▶ _Instructions to follow_
Nothing but the records beneath, reproduced exactly, should appear in the answer.
*** Opening Given records ***
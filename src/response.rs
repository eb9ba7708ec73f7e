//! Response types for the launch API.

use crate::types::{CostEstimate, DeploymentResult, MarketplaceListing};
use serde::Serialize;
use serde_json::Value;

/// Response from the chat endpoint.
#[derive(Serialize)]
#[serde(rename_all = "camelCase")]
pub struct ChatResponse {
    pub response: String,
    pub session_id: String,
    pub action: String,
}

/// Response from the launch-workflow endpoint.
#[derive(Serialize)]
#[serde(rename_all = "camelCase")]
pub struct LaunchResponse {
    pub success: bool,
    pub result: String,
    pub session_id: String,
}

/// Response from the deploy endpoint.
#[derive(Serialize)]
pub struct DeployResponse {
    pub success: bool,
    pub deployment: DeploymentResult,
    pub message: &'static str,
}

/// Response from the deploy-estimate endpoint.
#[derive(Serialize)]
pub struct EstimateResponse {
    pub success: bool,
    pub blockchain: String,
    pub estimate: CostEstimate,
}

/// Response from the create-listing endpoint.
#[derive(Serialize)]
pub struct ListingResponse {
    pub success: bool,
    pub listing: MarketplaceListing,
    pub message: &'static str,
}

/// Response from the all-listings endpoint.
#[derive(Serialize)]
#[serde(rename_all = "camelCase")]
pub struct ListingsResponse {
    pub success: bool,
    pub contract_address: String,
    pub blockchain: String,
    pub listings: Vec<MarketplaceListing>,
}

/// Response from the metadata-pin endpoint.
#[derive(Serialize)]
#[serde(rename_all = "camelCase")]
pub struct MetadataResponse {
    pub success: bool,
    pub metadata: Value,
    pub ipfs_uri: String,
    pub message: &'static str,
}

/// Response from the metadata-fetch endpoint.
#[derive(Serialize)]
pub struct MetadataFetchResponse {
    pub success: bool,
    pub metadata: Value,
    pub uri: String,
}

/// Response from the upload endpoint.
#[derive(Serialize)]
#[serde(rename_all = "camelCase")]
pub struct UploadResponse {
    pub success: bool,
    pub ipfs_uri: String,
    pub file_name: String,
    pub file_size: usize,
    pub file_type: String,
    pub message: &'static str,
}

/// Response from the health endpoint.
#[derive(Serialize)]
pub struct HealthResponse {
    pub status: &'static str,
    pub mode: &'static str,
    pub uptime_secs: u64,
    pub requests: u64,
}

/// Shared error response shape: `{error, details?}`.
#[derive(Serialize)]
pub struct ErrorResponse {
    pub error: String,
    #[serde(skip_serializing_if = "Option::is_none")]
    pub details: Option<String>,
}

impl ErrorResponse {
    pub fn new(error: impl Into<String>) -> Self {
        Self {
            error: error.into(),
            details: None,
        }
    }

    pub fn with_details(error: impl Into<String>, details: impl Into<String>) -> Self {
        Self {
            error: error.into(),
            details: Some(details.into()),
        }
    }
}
*** Closing Given records ***
▶ _Solution for this task_
filename src/response.rs
repository eb9ba7708ec73f7e
//! Response types for the launch API.

use crate::types::{CostEstimate, DeploymentResult, MarketplaceListing};
use serde::Serialize;
use serde_json::Value;

/// Response from the chat endpoint.
#[derive(Serialize)]
#[serde(rename_all = "camelCase")]
pub struct ChatResponse {
    pub response: String,
    pub session_id: String,
    pub action: String,
}

/// Response from the launch-workflow endpoint.
#[derive(Serialize)]
#[serde(rename_all = "camelCase")]
pub struct LaunchResponse {
    pub success: bool,
    pub result: String,
    pub session_id: String,
}

/// Response from the deploy endpoint.
#[derive(Serialize)]
pub struct DeployResponse {
    pub success: bool,
    pub deployment: DeploymentResult,
    pub message: &'static str,
}

/// Response from the deploy-estimate endpoint.
#[derive(Serialize)]
pub struct EstimateResponse {
    pub success: bool,
    pub blockchain: String,
    pub estimate: CostEstimate,
}

/// Response from the create-listing endpoint.
#[derive(Serialize)]
pub struct ListingResponse {
    pub success: bool,
    pub listing: MarketplaceListing,
    pub message: &'static str,
}

/// Response from the all-listings endpoint.
#[derive(Serialize)]
#[serde(rename_all = "camelCase")]
pub struct ListingsResponse {
    pub success: bool,
    pub contract_address: String,
    pub blockchain: String,
    pub listings: Vec<MarketplaceListing>,
}

/// Response from the metadata-pin endpoint.
#[derive(Serialize)]
#[serde(rename_all = "camelCase")]
pub struct MetadataResponse {
    pub success: bool,
    pub metadata: Value,
    pub ipfs_uri: String,
    pub message: &'static str,
}

/// Response from the metadata-fetch endpoint.
#[derive(Serialize)]
pub struct MetadataFetchResponse {
    pub success: bool,
    pub metadata: Value,
    pub uri: String,
}

/// Response from the upload endpoint.
#[derive(Serialize)]
#[serde(rename_all = "camelCase")]
pub struct UploadResponse {
    pub success: bool,
    pub ipfs_uri: String,
    pub file_name: String,
    pub file_size: usize,
    pub file_type: String,
    pub message: &'static str,
}

/// Response from the health endpoint.
#[derive(Serialize)]
pub struct HealthResponse {
    pub status: &'static str,
    pub mode: &'static str,
    pub uptime_secs: u64,
    pub requests: u64,
}

/// Shared error response shape: `{error, details?}`.
#[derive(Serialize)]
pub struct ErrorResponse {
    pub error: String,
    #[serde(skip_serializing_if = "Option::is_none")]
    pub details: Option<String>,
}

impl ErrorResponse {
    pub fn new(error: impl Into<String>) -> Self {
        Self {
            error: error.into(),
            details: None,
        }
    }

    pub fn with_details(error: impl Into<String>, details: impl Into<String>) -> Self {
        Self {
            error: error.into(),
            details: Some(details.into()),
        }
    }
}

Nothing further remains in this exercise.